Descriptive and Predictive Metrics

This morning, Buster Olney took to twitter to offer some more thoughts on WAR, which I think we can surmise is not his favorite statistic. At the risk of making a habit out of responding to Buster’s twitter messages with FanGraphs posts, I did have some thoughts about a few of the things he mentioned, and those thoughts are longer than 140 characters, so I’m putting them here. The subject is worth discussing anyway, and hopefully we can articulate some points about WAR and various other metrics in a way that helps bridge gaps that may currently exist. At least, that’s my goal.

Let’s start off with Buster’s comments:

#1: Teams will invest in players based on OBP, ERA, defense-independent P numbers, home/road splits, left/right splits, etc. They don’t use WAR.

#2: GM said: “I don’t need stats that tell me what happened; I already know that. I need stats that tell me what’s going to happen.”

#3: You’re missing my point, too; if the smartest in the game don’t use WAR, don’t care about it, shouldn’t that tell us something?

Whether or not teams are using WAR in their evaluations is an argument with no resolution – Buster will cite the people he talks to who don’t use it, and I’ll cite the people that I talk to that do, and we’ll just end up in a stalemate. That’s not a point worth debating, I don’t think. However, the overall point that Buster’s making here is worth talking about, I think. The assertion (as I read it, at least) is that WAR – a descriptive metric of past events – is not useful to teams as a predictive metric of future events, so therefore it should have limited value to the public as well. However, I think there’s a bit of an unfair criticism being leveled against WAR here, as it’s being assailed for not doing something that it was not designed to do.

The GM is completely correct in stating that, for his job and the decisions that are required, what matters are metrics that can predict what will happen and not just aggregate what did happen.
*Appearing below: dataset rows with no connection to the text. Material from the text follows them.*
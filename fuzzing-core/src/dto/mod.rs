//! Records handed to Taskcluster
//!
//! This module contains the serialisable worker-pool, hook, role and task
//! definitions. Field names follow the Taskcluster JSON schemas exactly.

pub mod resource;
pub mod task;

/// Free-form JSON object (`extra`, `tags`, `cache`, ...)
pub type JsonMap = serde_json::Map<String, serde_json::Value>;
When trying to decide who to trade for or sign as a free agent, he shouldn’t just look at a list of prior season WAR and get the guy at the top. WAR was not designed as a projection system, but instead, as a retrospective look at what a player produced in a given timeframe.
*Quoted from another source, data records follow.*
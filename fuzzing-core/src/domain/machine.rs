//! Machine catalog and filtering
//!
//! The catalog lists, per cloud provider and CPU architecture, the machine
//! types a pool may run on. Pools select machines through [`MachineCatalog::filter`].

use serde::{Deserialize, Serialize};
use std::collections::BTreeMap;

use crate::error::{PoolError, Result};

/// A machine type offered by a cloud provider
#[derive(Debug, Clone, PartialEq, Serialize, Deserialize)]
pub struct MachineType {
    pub provider: String,
    /// CPU architecture (e.g. x64, arm64)
    pub cpu: String,
    /// Provider-specific instance type (e.g. m5.large, n2-standard-8)
    pub name: String,
    pub cores: u32,
    /// Memory in GB
    pub memory: f64,
    pub metal: bool,
}

impl MachineType {
    /// Memory available per core in GB
    pub fn memory_per_core(&self) -> f64 {
        if self.cores == 0 {
            return 0.0;
        }
        self.memory / self.cores as f64
    }
}

/// A machine selected for a pool
#[derive(Debug, Clone, PartialEq, Serialize)]
pub struct MachineCandidate {
    pub machine: MachineType,
    /// Number of tasks a single instance hosts
    pub capacity_per_instance: u32,
}

/// Machine types grouped by provider then architecture
///
/// Machines keep their insertion order inside an architecture; filtering
/// never reorders them.
#[derive(Debug, Clone, Default)]
pub struct MachineCatalog {
    providers: BTreeMap<String, BTreeMap<String, Vec<MachineType>>>,
}

impl MachineCatalog {
    pub fn new() -> Self {
        Self::default()
    }

    /// Append a machine to its provider/architecture list
    pub fn insert(&mut self, machine: MachineType) {
        self.providers
            .entry(machine.provider.clone())
            .or_default()
            .entry(machine.cpu.clone())
            .or_default()
            .push(machine);
    }

    /// All machines for a provider and architecture, in catalog order
    ///
    /// # Errors
    /// [`PoolError::UnknownProvider`] or [`PoolError::UnknownArchitecture`]
    pub fn machines(&self, provider: &str, cpu: &str) -> Result<&[MachineType]> {
        let architectures = self
            .providers
            .get(provider)
            .ok_or_else(|| PoolError::UnknownProvider(provider.to_string()))?;

        architectures
            .get(cpu)
            .map(Vec::as_slice)
            .ok_or_else(|| PoolError::UnknownArchitecture {
                provider: provider.to_string(),
                cpu: cpu.to_string(),
            })
    }

    /// Machines able to host a task of `cores_per_task` cores with at least
    /// `minimum_memory_per_core` GB per core
    ///
    /// Lookup errors are raised eagerly; the returned iterator itself is lazy
    /// and may be empty. `metal` selects bare-metal machines exclusively:
    /// with `metal = false` bare-metal machines are never returned.
    pub fn filter<'a>(
        &'a self,
        provider: &str,
        cpu: &str,
        cores_per_task: u32,
        minimum_memory_per_core: f64,
        metal: bool,
    ) -> Result<impl Iterator<Item = &'a MachineType> + use<'a>> {
        let machines = self.machines(provider, cpu)?;

        Ok(machines.iter().filter(move |machine| {
            machine.metal == metal
                && machine.cores >= cores_per_task
                && machine.memory_per_core() >= minimum_memory_per_core
        }))
    }

    /// Provider names present in the catalog
    pub fn providers(&self) -> impl Iterator<Item = &str> {
        self.providers.keys().map(String::as_str)
    }

    /// Total number of machine types
    pub fn len(&self) -> usize {
        self.providers
            .values()
            .flat_map(BTreeMap::values)
            .map(Vec::len)
            .sum()
    }

    pub fn is_empty(&self) -> bool {
        self.len() == 0
    }
}

impl FromIterator<MachineType> for MachineCatalog {
    fn from_iter<I: IntoIterator<Item = MachineType>>(iter: I) -> Self {
        let mut catalog = Self::new();
        for machine in iter {
            catalog.insert(machine);
        }
        catalog
    }
}

#[cfg(test)]
mod tests {
    use super::*;
    use crate::domain::fixtures::mock_machines;
    use rstest::rstest;

    fn names(catalog: &MachineCatalog, provider: &str, cpu: &str, cores: u32, ram: f64, metal: bool) -> Vec<String> {
        catalog
            .filter(provider, cpu, cores, ram, metal)
            .unwrap()
            .map(|m| m.name.clone())
            .collect()
    }

    #[rstest]
    #[case("gcp", "x64", 1, 1.0, false, &["base", "2-cpus", "more-ram"])]
    #[case("gcp", "x64", 2, 1.0, false, &["2-cpus", "more-ram"])]
    #[case("gcp", "x64", 2, 5.0, false, &["more-ram"])]
    #[case("gcp", "x64", 1, 1.0, true, &["metal"])]
    #[case("aws", "arm64", 1, 1.0, false, &["a1", "a2", "a3"])]
    #[case("aws", "arm64", 2, 1.0, false, &["a2", "a3"])]
    #[case("aws", "arm64", 12, 32.0, false, &["a3"])]
    #[case("aws", "arm64", 1, 1.0, true, &[])]
    fn test_machine_filters(
        #[case] provider: &str,
        #[case] cpu: &str,
        #[case] cores: u32,
        #[case] ram: f64,
        #[case] metal: bool,
        #[case] expected: &[&str],
    ) {
        let catalog = mock_machines();
        assert_eq!(names(&catalog, provider, cpu, cores, ram, metal), expected);
    }

    #[rstest]
    #[case(1, 1.0, false)]
    #[case(64, 0.0, true)]
    #[case(4, 512.0, false)]
    fn test_absent_architecture_is_lookup_error(#[case] cores: u32, #[case] ram: f64, #[case] metal: bool) {
        let catalog = mock_machines();
        let err = catalog.filter("aws", "x64", cores, ram, metal).err().unwrap();
        assert!(matches!(err, PoolError::UnknownArchitecture { .. }));
        assert!(err.is_lookup());
    }

    #[test]
    fn test_unknown_provider_is_lookup_error() {
        let catalog = mock_machines();
        let err = catalog.filter("dummy", "x64", 1, 1.0, false).err().unwrap();
        assert!(matches!(err, PoolError::UnknownProvider(ref p) if p == "dummy"));
    }

    #[test]
    fn test_filter_is_monotonic() {
        let catalog = mock_machines();
        for (provider, cpu) in [("gcp", "x64"), ("aws", "arm64")] {
            for metal in [false, true] {
                for cores in 1..=24 {
                    for ram in [0.5, 1.0, 2.0, 4.0, 8.0, 32.0, 64.0] {
                        let base = names(&catalog, provider, cpu, cores, ram, metal);
                        let more_cores = names(&catalog, provider, cpu, cores + 1, ram, metal);
                        let more_ram = names(&catalog, provider, cpu, cores, ram * 2.0, metal);
                        assert!(more_cores.iter().all(|m| base.contains(m)));
                        assert!(more_ram.iter().all(|m| base.contains(m)));
                    }
                }
            }
        }
    }

    #[test]
    fn test_metal_partitions_are_disjoint() {
        let catalog = mock_machines();
        let all: Vec<String> = catalog
            .machines("gcp", "x64")
            .unwrap()
            .iter()
            .map(|m| m.name.clone())
            .collect();
        let metal = names(&catalog, "gcp", "x64", 1, 0.0, true);
        let regular = names(&catalog, "gcp", "x64", 1, 0.0, false);

        assert!(metal.iter().all(|m| !regular.contains(m)));
        let mut union: Vec<String> = regular.into_iter().chain(metal).collect();
        union.sort();
        let mut all_sorted = all;
        all_sorted.sort();
        assert_eq!(union, all_sorted);
    }

    #[test]
    fn test_metal_is_never_a_fallback() {
        let catalog = mock_machines();
        // only "metal" has 4 cores on gcp
        assert!(names(&catalog, "gcp", "x64", 4, 1.0, false).is_empty());
        assert_eq!(names(&catalog, "gcp", "x64", 4, 1.0, true), ["metal"]);
    }

    #[test]
    fn test_catalog_counts() {
        let catalog = mock_machines();
        assert_eq!(catalog.len(), 7);
        assert_eq!(catalog.providers().collect::<Vec<_>>(), ["aws", "gcp"]);
        assert!(MachineCatalog::new().is_empty());
    }
}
Any team trying to make decisions about roster construction needs to be factoring in myriad variables about multiple players. Past performance certainly has to be a significant part of the calculation, but so does age, body type, skill set, health, how a player would fit in a particular ballpark… there are numerous things that don’t go into WAR that will significantly effect the expectations of future performance. That’s why people like Dan Szymborski invented systems like ZIPS, so that we could take past performance and adjust for the other factors, coming up with a projected line that tells us more about what may happen than simply looking at past results.

Whether they’re using ZIPS specifically or (far more likely) their own in-house version of a projection system built on proprietary data, I guarantee you that the Smart GM that Buster talked to is looking at that kind of information when deciding which players to acquire, because that’s the tool he needs for help in figuring out how to build out his roster. Projection systems are designed to answer that specific kind of question. Prior season WAR is not.
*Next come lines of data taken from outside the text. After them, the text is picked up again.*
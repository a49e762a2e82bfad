//! Configuration tree used by command tests

use std::fs;
use std::path::Path;
use tempfile::TempDir;

use crate::config::Config;

const IMAGESETS: &str = r#"
generic-worker-A:
  workerImplementation: generic-worker
  workerConfig:
    genericWorker:
      config:
        anyKey: anyValue
  aws:
    amis:
      us-west-1: ami-1234
"#;

const CLOUDS: &str = r#"
aws:
  regions:
    us-west-1:
      security_groups: [sg-A]
      subnets:
        us-west-1a: subnet-XXX
"#;

const MACHINES: &str = r#"
aws:
  arm64:
    a1: {cpu: 1, ram: 2}
    a2: {cpu: 2, ram: 8}
    a3: {cpu: 20, ram: 1280}
"#;

const POOL: &str = r#"
name: Amazing fuzzing pool
cloud: aws
platform: linux
cpu: arm64
tasks: 3
cores_per_task: 10
minimum_memory_per_core: 1g
disk_size: 120g
cycle_time: 1h
imageset: generic-worker-A
container: MozillaSecurity/fuzzer:latest
command: [run-fuzzing.sh]
scopes:
  - secrets:get:project/fuzzing/token
"#;

fn write(path: &Path, content: &str) {
    if let Some(parent) = path.parent() {
        fs::create_dir_all(parent).unwrap();
    }
    fs::write(path, content).unwrap();
}

/// A settings file pointing at one AWS pool named `test`
pub(crate) fn config_tree() -> (TempDir, Config) {
    let dir = tempfile::tempdir().unwrap();
    let root = dir.path();

    write(&root.join("community/imagesets.yml"), IMAGESETS);
    write(&root.join("community/clouds.yml"), CLOUDS);
    write(&root.join("fuzzing/machines.yml"), MACHINES);
    write(&root.join("fuzzing/pools/test.yml"), POOL);
    write(
        &root.join("settings.yml"),
        "community_config_dir: community\nfuzzing_config_dir: fuzzing\n",
    );

    let config = Config {
        configuration: Some(root.join("settings.yml")),
        taskcluster_secret: None,
        taskcluster_url: "http://127.0.0.1:9".to_string(),
    };
    (dir, config)
}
Projection systems can offer you future expected WAR, and that can be something that is valuable to a GM. But, there are times when we’re not asking about what a player’s future projected WAR is going to be, and so looking at past season data is more applicable.

The post-season awards are the obvious area where you’d want the best descriptive metric possible, and you could really care less about a projection of future performance. When determining who should win the MVP, it doesn’t really matter whether Jacoby Ellsbury or Jose Bautista is more likely to produce similar results in 2012. A projection system would be an incorrect tool to use to answer the question at hand.

Just like a GM shouldn’t focus on prior season WAR when making personnel decisions, baseball writers shouldn’t focus on projection systems when filling out their awards ballots. They are asking two very different types of questions, and there are different tools that help answer different types of questions. Some metrics are predictive, some are descriptive, but let’s not lampoon one for not being the other.





Dave is the Managing Editor of FanGraphs.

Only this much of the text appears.